▶ Problem to solve: Work out the number of lines below containing the word "DeviceCatalogUnreadable" and give nothing besides it.

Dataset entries
-*-
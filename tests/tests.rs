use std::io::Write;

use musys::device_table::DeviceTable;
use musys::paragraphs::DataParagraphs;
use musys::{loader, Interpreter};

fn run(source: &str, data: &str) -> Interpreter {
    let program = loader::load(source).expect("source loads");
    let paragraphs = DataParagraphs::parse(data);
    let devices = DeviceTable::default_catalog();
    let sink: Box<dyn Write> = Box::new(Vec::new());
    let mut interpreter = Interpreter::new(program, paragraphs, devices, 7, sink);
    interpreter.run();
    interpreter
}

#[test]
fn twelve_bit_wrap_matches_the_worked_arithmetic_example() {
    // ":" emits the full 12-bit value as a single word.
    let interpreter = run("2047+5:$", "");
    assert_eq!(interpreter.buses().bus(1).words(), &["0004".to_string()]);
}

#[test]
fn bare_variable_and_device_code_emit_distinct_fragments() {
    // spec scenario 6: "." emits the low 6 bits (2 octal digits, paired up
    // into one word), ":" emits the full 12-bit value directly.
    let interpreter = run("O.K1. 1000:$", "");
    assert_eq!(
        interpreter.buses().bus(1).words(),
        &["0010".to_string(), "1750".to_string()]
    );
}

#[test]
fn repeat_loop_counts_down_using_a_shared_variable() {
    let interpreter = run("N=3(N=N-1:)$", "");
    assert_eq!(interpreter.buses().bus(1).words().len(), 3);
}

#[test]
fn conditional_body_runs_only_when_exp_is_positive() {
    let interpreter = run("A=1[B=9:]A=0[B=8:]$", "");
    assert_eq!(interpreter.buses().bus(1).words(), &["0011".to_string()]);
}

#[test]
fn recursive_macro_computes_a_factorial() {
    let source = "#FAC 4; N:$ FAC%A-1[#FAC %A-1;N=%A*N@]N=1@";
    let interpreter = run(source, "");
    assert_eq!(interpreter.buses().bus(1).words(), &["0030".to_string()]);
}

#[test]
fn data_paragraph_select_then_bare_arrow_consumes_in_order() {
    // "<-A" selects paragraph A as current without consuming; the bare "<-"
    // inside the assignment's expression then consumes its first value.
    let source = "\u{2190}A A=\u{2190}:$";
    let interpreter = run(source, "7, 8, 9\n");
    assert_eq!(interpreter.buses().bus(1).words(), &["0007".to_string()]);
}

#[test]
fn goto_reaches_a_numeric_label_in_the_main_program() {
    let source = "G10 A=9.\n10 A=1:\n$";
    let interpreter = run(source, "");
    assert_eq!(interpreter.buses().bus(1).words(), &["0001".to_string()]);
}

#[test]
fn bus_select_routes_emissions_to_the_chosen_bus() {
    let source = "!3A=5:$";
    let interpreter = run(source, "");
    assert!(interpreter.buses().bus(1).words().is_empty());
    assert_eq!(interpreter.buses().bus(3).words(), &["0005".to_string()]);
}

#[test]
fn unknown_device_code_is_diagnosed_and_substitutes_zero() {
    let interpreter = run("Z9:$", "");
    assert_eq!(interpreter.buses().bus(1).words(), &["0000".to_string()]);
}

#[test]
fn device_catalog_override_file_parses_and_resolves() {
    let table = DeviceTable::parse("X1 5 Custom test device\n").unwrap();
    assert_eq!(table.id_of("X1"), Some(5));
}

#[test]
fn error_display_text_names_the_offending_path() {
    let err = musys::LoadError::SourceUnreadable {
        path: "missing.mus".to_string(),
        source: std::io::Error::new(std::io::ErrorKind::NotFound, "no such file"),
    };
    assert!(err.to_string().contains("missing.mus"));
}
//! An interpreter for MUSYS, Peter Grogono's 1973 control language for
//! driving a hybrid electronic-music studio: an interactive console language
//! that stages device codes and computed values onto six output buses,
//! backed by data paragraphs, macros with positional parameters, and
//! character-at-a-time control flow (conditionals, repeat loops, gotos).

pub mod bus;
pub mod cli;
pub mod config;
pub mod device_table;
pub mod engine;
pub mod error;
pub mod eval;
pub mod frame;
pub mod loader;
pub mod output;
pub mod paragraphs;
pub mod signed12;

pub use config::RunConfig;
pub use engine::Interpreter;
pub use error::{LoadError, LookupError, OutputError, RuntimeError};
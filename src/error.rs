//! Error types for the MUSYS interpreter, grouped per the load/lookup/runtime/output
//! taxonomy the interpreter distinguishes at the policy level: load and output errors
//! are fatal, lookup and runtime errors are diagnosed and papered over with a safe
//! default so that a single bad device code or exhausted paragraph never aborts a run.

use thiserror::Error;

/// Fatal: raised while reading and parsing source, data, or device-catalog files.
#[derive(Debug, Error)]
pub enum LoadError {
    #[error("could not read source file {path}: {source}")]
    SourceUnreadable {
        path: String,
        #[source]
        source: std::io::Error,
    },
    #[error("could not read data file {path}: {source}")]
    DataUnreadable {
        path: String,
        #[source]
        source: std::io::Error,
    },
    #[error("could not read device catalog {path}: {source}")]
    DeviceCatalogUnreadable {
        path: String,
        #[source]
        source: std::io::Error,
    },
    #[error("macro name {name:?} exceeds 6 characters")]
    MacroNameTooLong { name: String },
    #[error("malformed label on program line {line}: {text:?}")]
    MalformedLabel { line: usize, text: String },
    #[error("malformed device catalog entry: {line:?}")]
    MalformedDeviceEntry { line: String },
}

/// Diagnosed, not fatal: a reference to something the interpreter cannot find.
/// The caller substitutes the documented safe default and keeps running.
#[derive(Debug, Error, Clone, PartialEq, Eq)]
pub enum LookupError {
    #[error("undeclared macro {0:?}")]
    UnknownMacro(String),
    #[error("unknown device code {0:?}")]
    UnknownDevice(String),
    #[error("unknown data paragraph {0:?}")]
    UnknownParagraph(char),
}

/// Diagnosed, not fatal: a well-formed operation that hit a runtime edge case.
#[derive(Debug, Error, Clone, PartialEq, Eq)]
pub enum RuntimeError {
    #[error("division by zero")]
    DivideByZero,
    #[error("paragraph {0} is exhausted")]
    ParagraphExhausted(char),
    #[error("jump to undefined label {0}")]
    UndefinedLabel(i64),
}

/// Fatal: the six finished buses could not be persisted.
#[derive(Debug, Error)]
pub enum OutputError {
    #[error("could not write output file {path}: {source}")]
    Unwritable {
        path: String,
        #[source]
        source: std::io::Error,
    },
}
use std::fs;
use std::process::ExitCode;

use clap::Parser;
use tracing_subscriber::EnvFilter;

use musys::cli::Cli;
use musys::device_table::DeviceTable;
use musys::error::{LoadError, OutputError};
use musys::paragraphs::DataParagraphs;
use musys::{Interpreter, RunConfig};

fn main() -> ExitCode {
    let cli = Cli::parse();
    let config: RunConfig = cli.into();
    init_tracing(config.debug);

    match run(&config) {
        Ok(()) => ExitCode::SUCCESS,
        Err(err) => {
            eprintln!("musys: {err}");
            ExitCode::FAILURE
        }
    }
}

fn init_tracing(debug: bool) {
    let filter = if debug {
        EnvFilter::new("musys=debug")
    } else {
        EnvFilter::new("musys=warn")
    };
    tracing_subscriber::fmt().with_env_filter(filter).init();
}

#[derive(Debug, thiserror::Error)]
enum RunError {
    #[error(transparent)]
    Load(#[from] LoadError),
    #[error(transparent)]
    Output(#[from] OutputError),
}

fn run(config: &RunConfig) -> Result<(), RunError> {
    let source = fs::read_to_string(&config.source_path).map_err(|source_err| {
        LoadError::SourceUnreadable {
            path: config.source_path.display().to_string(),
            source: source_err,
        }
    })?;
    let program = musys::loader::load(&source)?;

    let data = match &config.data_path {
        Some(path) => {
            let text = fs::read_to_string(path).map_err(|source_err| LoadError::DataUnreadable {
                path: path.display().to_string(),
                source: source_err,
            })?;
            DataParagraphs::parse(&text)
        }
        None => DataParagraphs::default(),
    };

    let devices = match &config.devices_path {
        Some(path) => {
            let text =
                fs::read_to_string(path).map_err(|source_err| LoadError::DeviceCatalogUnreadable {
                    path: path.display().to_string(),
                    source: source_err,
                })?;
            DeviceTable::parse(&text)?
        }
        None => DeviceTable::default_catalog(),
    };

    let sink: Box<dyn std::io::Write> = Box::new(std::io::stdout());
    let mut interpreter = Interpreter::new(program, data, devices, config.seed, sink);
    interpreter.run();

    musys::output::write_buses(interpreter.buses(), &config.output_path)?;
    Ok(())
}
-*-
▶ Your solution: 2